_Requirement_. For the word "DateTime", count the lines of the data that include it and give only the total.

_Data to examine_.
——————————

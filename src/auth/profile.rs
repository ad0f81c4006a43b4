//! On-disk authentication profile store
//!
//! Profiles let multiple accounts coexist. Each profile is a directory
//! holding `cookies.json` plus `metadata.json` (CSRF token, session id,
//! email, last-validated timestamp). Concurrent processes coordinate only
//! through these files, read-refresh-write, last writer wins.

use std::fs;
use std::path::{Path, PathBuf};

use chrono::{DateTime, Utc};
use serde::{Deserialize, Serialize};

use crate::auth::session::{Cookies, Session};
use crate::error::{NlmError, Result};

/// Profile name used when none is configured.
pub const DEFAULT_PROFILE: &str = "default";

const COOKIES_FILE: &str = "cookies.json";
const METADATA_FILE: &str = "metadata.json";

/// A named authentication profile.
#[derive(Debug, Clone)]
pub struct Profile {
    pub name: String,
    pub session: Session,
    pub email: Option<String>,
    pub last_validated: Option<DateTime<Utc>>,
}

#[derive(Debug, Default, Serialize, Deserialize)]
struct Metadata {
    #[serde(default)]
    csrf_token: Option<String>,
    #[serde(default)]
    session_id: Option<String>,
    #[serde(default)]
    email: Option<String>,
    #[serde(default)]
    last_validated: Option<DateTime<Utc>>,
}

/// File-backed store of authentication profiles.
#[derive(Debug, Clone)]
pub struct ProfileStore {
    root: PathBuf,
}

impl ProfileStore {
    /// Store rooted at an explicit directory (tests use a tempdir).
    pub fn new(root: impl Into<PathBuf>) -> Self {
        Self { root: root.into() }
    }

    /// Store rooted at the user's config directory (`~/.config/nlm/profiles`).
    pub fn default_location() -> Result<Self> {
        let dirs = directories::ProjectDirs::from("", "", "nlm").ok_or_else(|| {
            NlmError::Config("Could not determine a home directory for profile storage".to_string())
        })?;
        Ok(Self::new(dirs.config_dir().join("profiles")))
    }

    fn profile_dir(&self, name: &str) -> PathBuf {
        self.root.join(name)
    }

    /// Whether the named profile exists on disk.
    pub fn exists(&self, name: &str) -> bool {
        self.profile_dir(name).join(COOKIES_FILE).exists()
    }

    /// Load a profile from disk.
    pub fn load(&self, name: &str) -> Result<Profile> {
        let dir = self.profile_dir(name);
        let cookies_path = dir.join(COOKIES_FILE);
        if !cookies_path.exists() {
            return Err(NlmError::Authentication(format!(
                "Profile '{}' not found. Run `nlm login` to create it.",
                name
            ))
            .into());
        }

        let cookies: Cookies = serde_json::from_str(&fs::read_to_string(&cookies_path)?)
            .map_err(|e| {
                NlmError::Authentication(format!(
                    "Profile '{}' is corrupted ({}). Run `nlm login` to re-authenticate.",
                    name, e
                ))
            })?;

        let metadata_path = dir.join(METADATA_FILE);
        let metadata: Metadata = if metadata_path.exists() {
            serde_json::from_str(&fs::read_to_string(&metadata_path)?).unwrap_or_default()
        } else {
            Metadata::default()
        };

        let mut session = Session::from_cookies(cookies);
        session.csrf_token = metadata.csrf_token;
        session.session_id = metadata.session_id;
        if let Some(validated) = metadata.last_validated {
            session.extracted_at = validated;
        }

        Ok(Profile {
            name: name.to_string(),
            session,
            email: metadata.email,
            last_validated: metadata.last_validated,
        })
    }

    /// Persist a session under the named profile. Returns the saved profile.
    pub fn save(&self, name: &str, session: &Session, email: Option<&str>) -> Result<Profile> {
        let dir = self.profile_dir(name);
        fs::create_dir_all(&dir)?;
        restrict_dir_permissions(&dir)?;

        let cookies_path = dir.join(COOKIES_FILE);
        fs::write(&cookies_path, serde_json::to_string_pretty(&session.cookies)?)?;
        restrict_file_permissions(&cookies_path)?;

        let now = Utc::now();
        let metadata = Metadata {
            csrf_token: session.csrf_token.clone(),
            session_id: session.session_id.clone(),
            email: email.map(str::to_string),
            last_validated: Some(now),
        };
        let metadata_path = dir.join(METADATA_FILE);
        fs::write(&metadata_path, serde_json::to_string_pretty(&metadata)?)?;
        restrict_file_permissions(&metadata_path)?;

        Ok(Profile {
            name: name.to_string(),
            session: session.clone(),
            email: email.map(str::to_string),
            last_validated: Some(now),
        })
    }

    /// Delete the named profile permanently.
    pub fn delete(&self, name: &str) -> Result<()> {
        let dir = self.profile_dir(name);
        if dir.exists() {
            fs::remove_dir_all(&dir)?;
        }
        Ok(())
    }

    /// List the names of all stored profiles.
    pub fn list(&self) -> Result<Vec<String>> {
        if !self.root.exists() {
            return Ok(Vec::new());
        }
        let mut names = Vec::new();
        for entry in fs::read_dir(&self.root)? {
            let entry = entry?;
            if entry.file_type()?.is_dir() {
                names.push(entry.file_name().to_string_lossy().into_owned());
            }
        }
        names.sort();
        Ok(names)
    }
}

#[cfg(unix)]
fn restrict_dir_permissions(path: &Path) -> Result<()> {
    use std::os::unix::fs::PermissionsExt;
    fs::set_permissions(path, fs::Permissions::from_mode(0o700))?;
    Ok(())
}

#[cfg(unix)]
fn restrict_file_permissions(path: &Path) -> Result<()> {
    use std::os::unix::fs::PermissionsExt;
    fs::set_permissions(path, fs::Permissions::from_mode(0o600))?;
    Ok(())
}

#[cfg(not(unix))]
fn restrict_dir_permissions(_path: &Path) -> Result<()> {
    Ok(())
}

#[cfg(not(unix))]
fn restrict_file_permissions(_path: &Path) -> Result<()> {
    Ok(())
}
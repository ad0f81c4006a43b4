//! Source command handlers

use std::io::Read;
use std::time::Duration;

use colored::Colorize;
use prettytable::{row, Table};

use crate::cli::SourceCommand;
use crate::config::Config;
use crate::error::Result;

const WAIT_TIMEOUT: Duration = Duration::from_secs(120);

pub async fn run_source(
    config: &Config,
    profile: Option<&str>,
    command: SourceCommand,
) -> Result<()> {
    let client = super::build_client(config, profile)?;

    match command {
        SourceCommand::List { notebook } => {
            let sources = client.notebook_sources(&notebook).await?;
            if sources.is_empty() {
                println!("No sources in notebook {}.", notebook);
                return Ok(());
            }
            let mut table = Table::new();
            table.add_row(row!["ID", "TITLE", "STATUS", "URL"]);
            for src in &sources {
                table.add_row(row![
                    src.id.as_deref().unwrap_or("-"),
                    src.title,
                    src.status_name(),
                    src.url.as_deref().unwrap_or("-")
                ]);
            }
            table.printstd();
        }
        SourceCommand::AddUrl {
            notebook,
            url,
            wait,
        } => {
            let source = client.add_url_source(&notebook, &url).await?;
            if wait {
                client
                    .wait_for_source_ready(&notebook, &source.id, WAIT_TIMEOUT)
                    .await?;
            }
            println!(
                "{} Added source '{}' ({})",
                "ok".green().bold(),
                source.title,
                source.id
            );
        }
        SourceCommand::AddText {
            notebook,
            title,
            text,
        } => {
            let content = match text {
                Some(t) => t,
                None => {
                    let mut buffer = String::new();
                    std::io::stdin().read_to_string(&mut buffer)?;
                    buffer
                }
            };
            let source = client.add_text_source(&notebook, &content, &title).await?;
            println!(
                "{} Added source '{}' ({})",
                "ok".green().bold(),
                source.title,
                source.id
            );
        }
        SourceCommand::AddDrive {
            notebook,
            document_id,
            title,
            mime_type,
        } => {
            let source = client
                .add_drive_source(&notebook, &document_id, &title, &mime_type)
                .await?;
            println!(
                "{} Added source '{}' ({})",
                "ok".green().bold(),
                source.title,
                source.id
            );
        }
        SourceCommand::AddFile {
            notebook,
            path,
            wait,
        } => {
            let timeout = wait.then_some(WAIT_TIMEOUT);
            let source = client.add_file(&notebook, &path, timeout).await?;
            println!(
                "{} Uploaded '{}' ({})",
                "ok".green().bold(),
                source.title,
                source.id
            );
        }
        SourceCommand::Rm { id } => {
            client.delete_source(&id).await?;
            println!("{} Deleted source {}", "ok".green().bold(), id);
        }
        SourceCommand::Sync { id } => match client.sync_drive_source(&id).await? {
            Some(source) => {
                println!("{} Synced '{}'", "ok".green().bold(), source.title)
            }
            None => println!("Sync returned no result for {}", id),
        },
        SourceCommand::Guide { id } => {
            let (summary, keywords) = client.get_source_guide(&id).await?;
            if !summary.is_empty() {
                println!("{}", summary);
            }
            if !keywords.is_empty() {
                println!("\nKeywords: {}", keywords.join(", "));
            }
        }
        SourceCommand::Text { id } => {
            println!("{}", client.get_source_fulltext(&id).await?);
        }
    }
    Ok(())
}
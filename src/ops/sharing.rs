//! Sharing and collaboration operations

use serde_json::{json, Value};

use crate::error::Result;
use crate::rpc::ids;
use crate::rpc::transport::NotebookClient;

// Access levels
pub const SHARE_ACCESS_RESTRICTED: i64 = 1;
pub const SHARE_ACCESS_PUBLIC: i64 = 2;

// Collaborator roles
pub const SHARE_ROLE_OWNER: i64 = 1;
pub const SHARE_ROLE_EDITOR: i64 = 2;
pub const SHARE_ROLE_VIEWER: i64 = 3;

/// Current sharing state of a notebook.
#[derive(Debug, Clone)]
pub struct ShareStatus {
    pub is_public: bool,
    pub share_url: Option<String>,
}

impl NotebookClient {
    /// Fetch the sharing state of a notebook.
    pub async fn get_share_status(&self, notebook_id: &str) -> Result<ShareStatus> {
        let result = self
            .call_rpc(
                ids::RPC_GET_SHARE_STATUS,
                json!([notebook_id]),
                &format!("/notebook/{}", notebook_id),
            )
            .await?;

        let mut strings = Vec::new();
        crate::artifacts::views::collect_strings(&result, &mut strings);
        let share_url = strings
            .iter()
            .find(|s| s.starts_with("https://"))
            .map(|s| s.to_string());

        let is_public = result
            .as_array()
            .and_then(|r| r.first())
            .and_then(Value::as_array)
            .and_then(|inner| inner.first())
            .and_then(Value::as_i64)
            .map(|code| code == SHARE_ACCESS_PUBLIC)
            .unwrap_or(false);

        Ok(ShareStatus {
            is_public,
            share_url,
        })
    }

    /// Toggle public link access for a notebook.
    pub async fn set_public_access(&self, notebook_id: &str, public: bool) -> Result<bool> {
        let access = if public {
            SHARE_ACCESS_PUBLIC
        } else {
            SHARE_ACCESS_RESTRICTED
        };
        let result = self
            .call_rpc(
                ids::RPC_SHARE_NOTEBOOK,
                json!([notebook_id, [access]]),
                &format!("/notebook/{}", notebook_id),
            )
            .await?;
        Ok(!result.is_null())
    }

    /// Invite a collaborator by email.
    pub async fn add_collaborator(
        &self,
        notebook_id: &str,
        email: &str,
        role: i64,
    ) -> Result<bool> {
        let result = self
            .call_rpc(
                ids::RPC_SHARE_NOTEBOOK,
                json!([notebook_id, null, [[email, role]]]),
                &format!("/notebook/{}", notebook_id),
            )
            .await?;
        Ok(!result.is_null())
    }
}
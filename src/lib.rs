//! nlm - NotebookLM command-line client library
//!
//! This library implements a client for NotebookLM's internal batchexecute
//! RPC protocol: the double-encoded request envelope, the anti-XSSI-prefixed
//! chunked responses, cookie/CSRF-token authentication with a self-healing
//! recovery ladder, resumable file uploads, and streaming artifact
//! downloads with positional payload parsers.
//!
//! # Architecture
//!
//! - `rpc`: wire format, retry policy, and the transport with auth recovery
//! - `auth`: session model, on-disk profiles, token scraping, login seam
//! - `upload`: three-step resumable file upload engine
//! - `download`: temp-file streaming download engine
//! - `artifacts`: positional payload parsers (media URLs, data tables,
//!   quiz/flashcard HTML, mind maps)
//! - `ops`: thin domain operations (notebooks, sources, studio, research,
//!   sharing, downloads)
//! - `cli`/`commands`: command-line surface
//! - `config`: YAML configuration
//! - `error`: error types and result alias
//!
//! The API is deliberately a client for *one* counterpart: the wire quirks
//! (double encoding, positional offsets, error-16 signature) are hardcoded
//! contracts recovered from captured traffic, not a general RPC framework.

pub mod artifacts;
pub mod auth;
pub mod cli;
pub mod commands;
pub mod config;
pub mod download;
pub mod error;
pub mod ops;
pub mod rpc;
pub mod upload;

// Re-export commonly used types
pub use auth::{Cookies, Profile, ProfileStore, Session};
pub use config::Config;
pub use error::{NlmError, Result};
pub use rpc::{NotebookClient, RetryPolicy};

——————————

_Answer_. 3